The Court begins by analyzing whether AEIC is entitled to summary judgment on Plaintiffs’ breach of contract claim. To do so, the Court must examine each basis for AEIC’s alleged breach: (1) the failure to provide a full roof replacement, (2) the denial of Plaintiffs’ claim for personal property with asbestos damage, (3) the denial of Plaintiffs’ claim for repairs to their HVAC unit, and (4) the failure to advise Plaintiffs of Additional Living Expense benefits under the Policy. Because the Court’s subject matter jurisdiction is based upon diversity, the Court applies Oklahoma law to Plaintiffs’ claims. Renfro v. Champion Petfoods USA, Inc., 25
F.4th 1293, 1301 (10th Cir. 2022) (“In a case based on federal diversity jurisdiction, the law of the forum state governs.”). To establish that AEIC breached the Policy, Plaintiffs must prove: “(1) formation of a contract; (2) breach of the contract; and (3) damages as a direct result of the breach.” Digit. Design Grp., Inc. v. Info.
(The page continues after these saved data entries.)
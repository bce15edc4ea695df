//! The `message` module defines the immutable message envelope exchanged
//! between bus instances.
//!
//! A [`Message`] is a set of headers plus an opaque string payload. Once
//! built it is never modified; operations that need a different destination
//! or identity (for example fan-out to topic subscribers) produce a new
//! message instead.

pub mod headers;
pub mod principal;

use std::fmt;
use std::str::FromStr;

use chrono::{DateTime, Utc};
use serde::{Deserialize, Serialize};
use url::Url;
use uuid::Uuid;

pub use headers::MessageHeaders;
pub use principal::SenderPrincipal;

/// Globally unique message identity, assigned once at creation.
#[derive(Debug, Clone, Copy, PartialEq, Eq, Hash, PartialOrd, Ord, Serialize, Deserialize)]
pub struct MessageId(Uuid);

impl MessageId {
    pub fn generate() -> Self {
        Self(Uuid::new_v4())
    }

    pub fn as_uuid(&self) -> &Uuid {
        &self.0
    }
}

impl fmt::Display for MessageId {
    fn fmt(&self, f: &mut fmt::Formatter<'_>) -> fmt::Result {
        write!(f, "{}", self.0.hyphenated())
    }
}

impl FromStr for MessageId {
    type Err = uuid::Error;

    fn from_str(s: &str) -> Result<Self, Self::Err> {
        Ok(Self(Uuid::parse_str(s.trim())?))
    }
}

/// A message travelling through the bus.
///
/// # Example
///
/// ```rust
/// use busline::message::{Message, MessageHeaders};
///
/// let mut headers = MessageHeaders::new();
/// headers.set_message_name("orders.created");
/// headers.set_content_type("application/json");
/// let msg = Message::new(headers, "{\"id\":42}");
/// assert_eq!(msg.headers().message_name(), Some("orders.created"));
/// ```
#[derive(Debug, Clone, PartialEq, Eq, Serialize, Deserialize)]
pub struct Message {
    id: MessageId,
    headers: MessageHeaders,
    content: String,
}

impl Message {
    /// Builds a message, generating a `MessageId` header when the supplied
    /// headers do not carry a valid one.
    pub fn new(mut headers: MessageHeaders, content: impl Into<String>) -> Self {
        let id = match headers.message_id() {
            Some(id) => id,
            None => {
                let id = MessageId::generate();
                headers.set_message_id(id);
                id
            }
        };
        Self {
            id,
            headers,
            content: content.into(),
        }
    }

    pub fn id(&self) -> MessageId {
        self.id
    }

    pub fn headers(&self) -> &MessageHeaders {
        &self.headers
    }

    pub fn content(&self) -> &str {
        &self.content
    }

    /// Creates a copy of this message addressed to `destination` with a
    /// freshly generated identity.
    pub fn readdressed(&self, destination: &Url) -> Message {
        let mut headers = self.headers.clone();
        headers.set_message_id(MessageId::generate());
        headers.set_destination(destination);
        Message::new(headers, self.content.clone())
    }

    pub fn is_expired_at(&self, now: DateTime<Utc>) -> bool {
        self.headers.expires().is_some_and(|expires| expires < now)
    }

    pub fn is_expired(&self) -> bool {
        self.is_expired_at(Utc::now())
    }
}
//! Subscription leases
//!
//! A lease keeps this instance subscribed to one topic of one remote
//! endpoint. Each lease runs as its own task:
//!
//! - a successful request for a lease without TTL completes the task
//! - a successful request for an expiring lease is repeated after half the
//!   TTL
//! - a retryable failure is repeated after the retry interval
//! - a fatal failure abandons the lease
//!
//! Cancellation interrupts any wait or in-flight request.

use std::sync::Arc;
use std::time::Duration;

use async_trait::async_trait;
use tokio_util::sync::CancellationToken;
use tracing::{debug, info, warn};

use super::TopicName;
use crate::diagnostics::{DiagnosticEvent, DiagnosticEventKind, DiagnosticService};
use crate::transport::endpoint::{Endpoint, EndpointCollection};
use crate::transport::error::TransportError;

const SOURCE: &str = "subscription";

pub const DEFAULT_RETRY_INTERVAL: Duration = Duration::from_secs(30);

#[derive(Debug, Clone, PartialEq, Eq)]
pub struct SubscriptionLease {
    pub endpoint: Endpoint,
    pub topic: TopicName,
    /// Zero requests a subscription that never expires.
    pub ttl: Duration,
}

impl SubscriptionLease {
    pub fn new(endpoint: Endpoint, topic: TopicName, ttl: Duration) -> Self {
        Self { endpoint, topic, ttl }
    }

    pub fn expires(&self) -> bool {
        !self.ttl.is_zero()
    }

    /// Half the TTL, so the subscription is refreshed before the publisher
    /// drops it, however short the TTL.
    pub fn renewal_interval(&self) -> Duration {
        self.ttl / 2
    }
}

/// Sends one subscription request for a lease.
#[async_trait]
pub trait SubscriptionRequester: Send + Sync {
    async fn send_subscription_request(&self, lease: &SubscriptionLease) -> Result<(), TransportError>;
}

#[derive(Debug, Clone, Copy, PartialEq, Eq)]
pub struct LeaseOptions {
    pub retry_interval: Duration,
    /// Treat 401 responses as fatal instead of retrying them.
    pub abandon_on_unauthorized: bool,
}

impl Default for LeaseOptions {
    fn default() -> Self {
        Self {
            retry_interval: DEFAULT_RETRY_INTERVAL,
            abandon_on_unauthorized: false,
        }
    }
}

#[derive(Debug, Clone, Copy, PartialEq, Eq)]
pub enum LeaseOutcome {
    /// The publisher accepted a subscription that never expires.
    Completed,
    /// A fatal error ended the lease.
    Abandoned,
    Cancelled,
}

pub struct SubscriptionLeaseManager {
    requester: Arc<dyn SubscriptionRequester>,
    endpoints: EndpointCollection,
    options: LeaseOptions,
    diagnostics: Arc<dyn DiagnosticService>,
}

impl SubscriptionLeaseManager {
    pub fn new(
        requester: Arc<dyn SubscriptionRequester>,
        endpoints: EndpointCollection,
        options: LeaseOptions,
        diagnostics: Arc<dyn DiagnosticService>,
    ) -> Self {
        Self {
            requester,
            endpoints,
            options,
            diagnostics,
        }
    }

    pub fn options(&self) -> &LeaseOptions {
        &self.options
    }

    /// Resolves `endpoint_name` and runs a lease against it. An unknown
    /// endpoint abandons the lease immediately.
    pub async fn run_for_endpoint(
        &self,
        endpoint_name: &str,
        topic: TopicName,
        ttl: Duration,
        cancel: CancellationToken,
    ) -> LeaseOutcome {
        let endpoint = match self.endpoints.by_name(endpoint_name) {
            Ok(endpoint) => endpoint.clone(),
            Err(e) => {
                warn!(endpoint = endpoint_name, topic = %topic, "Cannot subscribe: {e}");
                self.diagnostics.emit(
                    DiagnosticEvent::new(SOURCE, DiagnosticEventKind::EndpointNotFound)
                        .topic(&topic)
                        .detail(format!("Fatal error sending subscription request: endpoint {endpoint_name} not found"))
                        .error(&e),
                );
                self.diagnostics.emit(
                    DiagnosticEvent::new(SOURCE, DiagnosticEventKind::SubscriptionFailed)
                        .topic(&topic)
                        .detail("Fatal error sending subscription request. Subscription abandoned"),
                );
                return LeaseOutcome::Abandoned;
            }
        };
        self.run(SubscriptionLease::new(endpoint, topic, ttl), cancel).await
    }

    /// Drives one lease until it completes, is abandoned or `cancel` fires.
    pub async fn run(&self, lease: SubscriptionLease, cancel: CancellationToken) -> LeaseOutcome {
        let topic = &lease.topic;
        let address = &lease.endpoint.address;
        loop {
            let result = tokio::select! {
                biased;
                _ = cancel.cancelled() => return LeaseOutcome::Cancelled,
                result = self.requester.send_subscription_request(&lease) => result,
            };

            let wait = match result {
                Ok(()) if !lease.expires() => {
                    info!(topic = %topic, publisher = %address, "Subscribed without expiration");
                    return LeaseOutcome::Completed;
                }
                Ok(()) => {
                    let renew_after = lease.renewal_interval();
                    debug!(topic = %topic, publisher = %address, "Subscription renewed. Next renewal in {renew_after:?}");
                    self.diagnostics.emit(
                        DiagnosticEvent::new(SOURCE, DiagnosticEventKind::SubscriptionRenewed)
                            .topic(topic)
                            .uri(Some(address))
                            .detail(format!("Subscription renewed. Next renewal in {renew_after:?}")),
                    );
                    renew_after
                }
                Err(e) if self.is_fatal(&e) => {
                    warn!(topic = %topic, publisher = %address, "Fatal error sending subscription request: {e}");
                    self.diagnostics.emit(
                        DiagnosticEvent::new(SOURCE, DiagnosticEventKind::SubscriptionFailed)
                            .topic(topic)
                            .uri(Some(address))
                            .detail("Fatal error sending subscription request. Subscription abandoned")
                            .error(&e),
                    );
                    return LeaseOutcome::Abandoned;
                }
                Err(e) => {
                    let retry_after = self.options.retry_interval;
                    warn!(topic = %topic, publisher = %address, "Error sending subscription request: {e}. Retrying in {retry_after:?}");
                    self.diagnostics.emit(
                        DiagnosticEvent::new(SOURCE, DiagnosticEventKind::SubscriptionFailed)
                            .topic(topic)
                            .uri(Some(address))
                            .detail(format!("Non-fatal error sending subscription request. Retrying in {retry_after:?}"))
                            .error(&e),
                    );
                    retry_after
                }
            };

            tokio::select! {
                biased;
                _ = cancel.cancelled() => return LeaseOutcome::Cancelled,
                _ = tokio::time::sleep(wait) => {}
            }
        }
    }

    fn is_fatal(&self, error: &TransportError) -> bool {
        match error {
            TransportError::Unauthorized => self.options.abandon_on_unauthorized,
            other => !other.is_retryable(),
        }
    }
}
Builders, Inc., 2001 OK 21, ¶ 33, 24 P.3d 834, 843. “The interpretation of an insurance contract and whether it is
ambiguous is a matter of law for the Court to determine and resolve accordingly.” Dodson v. St. Paul Ins. Co., 1991 OK 24, ¶ 12, 812 P.2d 372, 376. When a provision is clear, consistent, and unambiguous, the Court will accept its plain and ordinary meaning, and the contract will be enforced to carry out the intentions of the parties. Id. Here, the parties do not assert that the Policy is ambiguous or that any of the terms require the Court’s interpretation. 1. Coverage for Plaintiffs’ roof repairs
The Court begins with Plaintiffs’ claim that the coverage AEIC provided for repairs to Plaintiffs’ roof constitutes a breach of the Policy. Plaintiffs argue that AEIC’s handling of the claim constituted a breach in two ways. First, AEIC’s refusal to provide coverage for a full roof replacement constitutes breach. [Doc. No. 51 at 16, ¶ 28; id. at 25]. Second, AEIC breached the Matching Provision of the Policy. [Id. at 16, ¶ 27; id. at 25].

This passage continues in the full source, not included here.